Sep 28, 2009 10:18
В начале экономика состояла из одних потребителей, государство же не потребляло и даже не инвестировало почти. И был Кейнс, и был пиздец в мировой экономике, год 1929. И увидел Кейнс, что это нехорошо, и повелел Кейнс государству произвести единицу. И стало так.
«Кто здесь?» - удивились потребители, увидев свалившийся невесть откуда плюсадын к ВВП, ибо привыкли потребители, что они были одни. И потребили потребители свою норму потребления от единицы, а остальное коварно захомячили в копилку, как и предрекал великий Кейнс. И прирос ВВП еще на норму потребления, то есть на величину положительную, но меньшую единицы.
«Бесовщина, билят!» - подумали потребители, увидев вновь подросший ВВП, и потребили норму потребления от нормы потребления. И увидел Кейнс, что это уже лучше, и оставил экономику в покое до поры.
По истечении же сроков, когда последний член бесконечной геометрической прогрессии сравнялся с нулем, и сошелся ряд по признаку Даламбера, безработные, повинуясь воле Кейнсовой, исчислили на счетах сумму бесконечной геометрической прогрессии и представили сумму своему благодетелю. И равнялась та сумма единице, на норму сбережения поделенной, и была она много больше той единицы, которую в начале повелел произвести Кейнс. «Абанамат!» - возгласил Кейнс и нарек эту сумму мультипликатором. И настала тогда абанамат, потому что началась война.
Рядом же бились в конвульсиях когнитивного диссонанса экономисты-неоклассики, микроэкономистами с тех пор презрительно называемые. «Нет, не бывает такого! - вопияли они к небесам, непотребно ругаясь. - Рост госрасходов росту налогов должен быть равен всегда, а потому потребители потребить то, что создано Кейнсом, не смогут. Более даже того: инвестиции тут же уменьшат они, рост госрасходов увидев, и рост ВВП остановят. Боги, откуда он взял единицу, о боги?!» И наречен был этот взгляд treasury view, и изгнан был на мороз.
И предположил тогда юноша Фридман, что Кейнс единицу нарисовал, и назвал его Кейнс монетаристом, потому что был Кейнс ужасно вежливым. Но приступили тогда к Кейнсу лохи с вопросами каверзными, и паки вопрошали его, откуда он взял единицу. «Из будущего», - ответил наконец Кейнс, прежде чем покинул земную юдоль, и благословил перед тем золотой стандарт, ибо не хуй.

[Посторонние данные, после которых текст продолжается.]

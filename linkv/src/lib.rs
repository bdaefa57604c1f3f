//! Integer-keyed key-value store over pluggable backends.
//!
//! ```text
//! command::run_op("p,1,a")  ──►  dyn Backend
//!                                   ├── ListStore     (linkv_list::List of entries)
//!                                   └── LoggerBackend (reports calls only)
//!
//! startup:  snapshot::load_into(backend, path)  - replays key,value lines via put
//! shutdown: Backend::shutdown(self: Box<Self>)  - ListStore writes the snapshot
//! ```
//!
//! # Example
//!
//! ```
//! use linkv::{Backend, BackendKind, StoreConfig};
//!
//! let mut backend = linkv::open(BackendKind::List, &StoreConfig::in_memory()).unwrap();
//! backend.put(5, "hello").unwrap();
//! assert_eq!(backend.get(5), Some("hello"));
//! backend.shutdown().unwrap();
//! ```

#![warn(missing_docs)]

pub mod backend;
pub mod command;
pub mod config;
pub mod error;
pub mod snapshot;
pub mod store;

pub use backend::{Backend, LoggerBackend, open};
pub use command::{Command, CommandError};
pub use config::{BackendKind, DEFAULT_SNAPSHOT, StoreConfig};
pub use error::{RecordError, Result, StoreError};
pub use snapshot::LoadStats;
pub use store::ListStore;

/// Key type shared by every backend.
pub type Key = i32;
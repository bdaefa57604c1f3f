//! Store configuration.

use std::path::{Path, PathBuf};

use tracing::Level;

/// Snapshot file used when none is configured explicitly.
pub const DEFAULT_SNAPSHOT: &str = "database.txt";

/// Which backend implementation to construct.
#[derive(Debug, Clone, Copy, PartialEq, Eq, Default, clap::ValueEnum)]
pub enum BackendKind {
    /// Linked-list store with snapshot persistence.
    #[default]
    List,
    /// Reports every call and stores nothing.
    Logger,
}

impl BackendKind {
    /// Effective log level for a run with this backend.
    ///
    /// The logger backend reports calls at `INFO`, so it never runs quieter
    /// than that; other backends keep `requested`.
    pub fn log_level(self, requested: Level) -> Level {
        match self {
            BackendKind::List => requested,
            BackendKind::Logger => requested.max(Level::INFO),
        }
    }
}

/// Construction-time settings for a backend.
///
/// # Example
///
/// ```
/// use linkv::StoreConfig;
/// use std::path::Path;
///
/// let config = StoreConfig::new().with_snapshot("/tmp/kv.txt");
/// assert_eq!(config.snapshot(), Some(Path::new("/tmp/kv.txt")));
///
/// assert_eq!(StoreConfig::in_memory().snapshot(), None);
/// ```
#[derive(Debug, Clone, PartialEq, Eq)]
pub struct StoreConfig {
    snapshot: Option<PathBuf>,
}

impl StoreConfig {
    /// Default configuration: snapshot at [`DEFAULT_SNAPSHOT`] in the
    /// working directory.
    pub fn new() -> Self {
        Self {
            snapshot: Some(PathBuf::from(DEFAULT_SNAPSHOT)),
        }
    }

    /// Configuration without any snapshot; nothing is loaded or saved.
    pub fn in_memory() -> Self {
        Self { snapshot: None }
    }

    /// Loads from and saves to `path`.
    pub fn with_snapshot(mut self, path: impl Into<PathBuf>) -> Self {
        self.snapshot = Some(path.into());
        self
    }

    /// Disables snapshot load and save.
    pub fn without_snapshot(mut self) -> Self {
        self.snapshot = None;
        self
    }

    /// Returns the snapshot path, if persistence is enabled.
    pub fn snapshot(&self) -> Option<&Path> {
        self.snapshot.as_deref()
    }
}

impl Default for StoreConfig {
    fn default() -> Self {
        Self::new()
    }
}
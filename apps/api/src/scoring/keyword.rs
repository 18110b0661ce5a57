//! Keyword Scorer: deterministic first-stage relevance signal.
//!
//! Algorithm:
//! 1. Lowercase the paper's title + abstract
//! 2. For each phrase in the weight table, test for a case-insensitive substring hit
//! 3. Sum the weights of every phrase that hits, once per phrase
//!
//! Overlapping phrases ("click" and "click model") both contribute; no
//! longest-match suppression.

use std::collections::BTreeMap;

use serde::{Deserialize, Serialize};

/// A phrase from the weight table found in the paper.
#[derive(Debug, Clone, PartialEq, Eq, Serialize, Deserialize)]
pub struct KeywordMatch {
    pub phrase: String,
    pub weight: u32,
}

#[derive(Debug, Clone, Default, PartialEq, Eq, Serialize, Deserialize)]
pub struct KeywordScore {
    pub score: u32,
    pub matches: Vec<KeywordMatch>,
}

impl KeywordScore {
    /// Human-readable match list, e.g. `Found 'retrieval' (+2)`.
    pub fn reasons(&self) -> Vec<String> {
        self.matches
            .iter()
            .map(|m| format!("Found '{}' (+{})", m.phrase, m.weight))
            .collect()
    }
}

/// Scores `text` against the weight table and reports which phrases hit.
/// Matches come out in weight-table order.
pub fn score(text: &str, weights: &BTreeMap<String, u32>) -> KeywordScore {
    let haystack = text.to_lowercase();
    let mut result = KeywordScore::default();

    for (phrase, &weight) in weights {
        let needle = phrase.to_lowercase();
        if needle.is_empty() || !haystack.contains(&needle) {
            continue;
        }
        result.score = result.score.saturating_add(weight);
        result.matches.push(KeywordMatch {
            phrase: needle,
            weight,
        });
    }

    result
}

После смерти же Кейнса возрадовались неоклассики и монетаристы и, страх перед единицей Кейнса забыв, развратились. И объявили они экономический рост следствием технологического прогресса, а спад бесстыдно считали технологическим регрессом. И молились одни Фридману, другие Хайеку, а большинство молилось памятнику Рикардо, ибо Рикардо был единственным, кто на бирже бабло молотил и знал потому, что взятое в долг неизбежно придется отдать. И объявляли поклонники Рикардо, что из будущего единицу взять нельзя просто так, и потому потреблять ее люди не станут, ибо от перекладывания денег из кармана в карман никто еще не становился богаче. И назвали сей закон рикардианской эквивалентностью, и тестировали его, мультипликаторы исчисляя. И получались мультипликаторы то нулевые, а то меньшие единицы, из чего следовало, что рикардианская эквивалентность нарушается несильно, а крокодилы если и летают, то низэнько-низэнько.
По истечении же сроков, в лето от Рождества Христова две тысячи восьмое, а от Рождества Кейнсова сто двадцать пятое, снова случился пиздец. И въехал в Нобелевский комитет Пол Кругман на белом коне, и дана была ему колонка в Нью-Йорк Таймс, чтобы травить всех несогласных с ним. И пообещал Кругман потребителям Кейнсову единицу, единую, предвечную и безначальную, а потому рикардианской эквивалентности неподвластную. «Дайте две!» - попросили потребители, но молчание им было ответом.